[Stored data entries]

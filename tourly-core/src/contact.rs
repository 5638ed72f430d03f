use serde::{Deserialize, Serialize};
use tourly_shared::Masked;

// ============================================================================
// Guest and contact records carried by a booking
// ============================================================================

#[derive(Debug, Clone, Copy, Serialize, Deserialize, PartialEq, Eq)]
#[serde(rename_all = "snake_case")]
pub enum IdType {
    Passport,
    Aadhar,
    DrivingLicense,
    VoterId,
}

#[derive(Debug, Clone, Serialize, Deserialize, PartialEq)]
#[serde(rename_all = "camelCase")]
pub struct GuestDetails {
    #[serde(default)]
    pub name: String,
    #[serde(default)]
    pub email: Masked<String>,
    #[serde(default)]
    pub phone: Masked<String>,
    #[serde(default, skip_serializing_if = "Option::is_none")]
    pub age: Option<u32>,
    #[serde(default, skip_serializing_if = "Option::is_none")]
    pub address: Option<String>,
    #[serde(default, skip_serializing_if = "Option::is_none")]
    pub id_type: Option<IdType>,
    #[serde(default, skip_serializing_if = "Option::is_none")]
    pub id_number: Option<Masked<String>>,
}

impl GuestDetails {
    pub fn new(name: &str, email: &str, phone: &str) -> Self {
        Self {
            name: name.to_string(),
            email: Masked::from(email),
            phone: Masked::from(phone),
            age: None,
            address: None,
            id_type: None,
            id_number: None,
        }
    }

    /// Names of required fields that are empty after trimming.
    pub fn missing_fields(&self) -> Vec<&'static str> {
        required_missing(&self.name, self.email.expose(), self.phone.expose())
    }
}

/// Primary contact for the booking.
#[derive(Debug, Clone, Serialize, Deserialize, PartialEq)]
#[serde(rename_all = "camelCase")]
pub struct CustomerInfo {
    #[serde(default)]
    pub name: String,
    #[serde(default)]
    pub email: Masked<String>,
    #[serde(default)]
    pub phone: Masked<String>,
    #[serde(default, skip_serializing_if = "Option::is_none")]
    pub address: Option<String>,
}

impl CustomerInfo {
    pub fn new(name: &str, email: &str, phone: &str) -> Self {
        Self {
            name: name.to_string(),
            email: Masked::from(email),
            phone: Masked::from(phone),
            address: None,
        }
    }

    pub fn missing_fields(&self) -> Vec<&'static str> {
        required_missing(&self.name, self.email.expose(), self.phone.expose())
    }
}

#[derive(Debug, Clone, Serialize, Deserialize, PartialEq)]
#[serde(rename_all = "camelCase")]
pub struct EmergencyContact {
    #[serde(default, skip_serializing_if = "Option::is_none")]
    pub name: Option<String>,
    #[serde(default, skip_serializing_if = "Option::is_none")]
    pub phone: Option<Masked<String>>,
    #[serde(default, skip_serializing_if = "Option::is_none")]
    pub relationship: Option<String>,
}

fn required_missing(name: &str, email: &str, phone: &str) -> Vec<&'static str> {
    [("name", name), ("email", email), ("phone", phone)]
        .into_iter()
        .filter(|(_, value)| value.trim().is_empty())
        .map(|(field, _)| field)
        .collect()
}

:: EXERCISE ::
Could you output each line above exactly as it was given?

:: EXERCISE OUTPUT ::
filename tourly-core/src/contact.rs
repository 5638ed72f430d03f
use serde::{Deserialize, Serialize};
use tourly_shared::Masked;

// ============================================================================
// Guest and contact records carried by a booking
// ============================================================================

#[derive(Debug, Clone, Copy, Serialize, Deserialize, PartialEq, Eq)]
#[serde(rename_all = "snake_case")]
pub enum IdType {
    Passport,
    Aadhar,
    DrivingLicense,
    VoterId,
}

#[derive(Debug, Clone, Serialize, Deserialize, PartialEq)]
#[serde(rename_all = "camelCase")]
pub struct GuestDetails {
    #[serde(default)]
    pub name: String,
    #[serde(default)]
    pub email: Masked<String>,
    #[serde(default)]
    pub phone: Masked<String>,
    #[serde(default, skip_serializing_if = "Option::is_none")]
    pub age: Option<u32>,
    #[serde(default, skip_serializing_if = "Option::is_none")]
    pub address: Option<String>,
    #[serde(default, skip_serializing_if = "Option::is_none")]
    pub id_type: Option<IdType>,
    #[serde(default, skip_serializing_if = "Option::is_none")]
    pub id_number: Option<Masked<String>>,
}

impl GuestDetails {
    pub fn new(name: &str, email: &str, phone: &str) -> Self {
        Self {
            name: name.to_string(),
            email: Masked::from(email),
            phone: Masked::from(phone),
            age: None,
            address: None,
            id_type: None,
            id_number: None,
        }
    }

    /// Names of required fields that are empty after trimming.
    pub fn missing_fields(&self) -> Vec<&'static str> {
        required_missing(&self.name, self.email.expose(), self.phone.expose())
    }
}

/// Primary contact for the booking.
#[derive(Debug, Clone, Serialize, Deserialize, PartialEq)]
#[serde(rename_all = "camelCase")]
pub struct CustomerInfo {
    #[serde(default)]
    pub name: String,
    #[serde(default)]
    pub email: Masked<String>,
    #[serde(default)]
    pub phone: Masked<String>,
    #[serde(default, skip_serializing_if = "Option::is_none")]
    pub address: Option<String>,
}

impl CustomerInfo {
    pub fn new(name: &str, email: &str, phone: &str) -> Self {
        Self {
            name: name.to_string(),
            email: Masked::from(email),
            phone: Masked::from(phone),
            address: None,
        }
    }

    pub fn missing_fields(&self) -> Vec<&'static str> {
        required_missing(&self.name, self.email.expose(), self.phone.expose())
    }
}

#[derive(Debug, Clone, Serialize, Deserialize, PartialEq)]
#[serde(rename_all = "camelCase")]
pub struct EmergencyContact {
    #[serde(default, skip_serializing_if = "Option::is_none")]
    pub name: Option<String>,
    #[serde(default, skip_serializing_if = "Option::is_none")]
    pub phone: Option<Masked<String>>,
    #[serde(default, skip_serializing_if = "Option::is_none")]
    pub relationship: Option<String>,
}

fn required_missing(name: &str, email: &str, phone: &str) -> Vec<&'static str> {
    [("name", name), ("email", email), ("phone", phone)]
        .into_iter()
        .filter(|(_, value)| value.trim().is_empty())
        .map(|(field, _)| field)
        .collect()
}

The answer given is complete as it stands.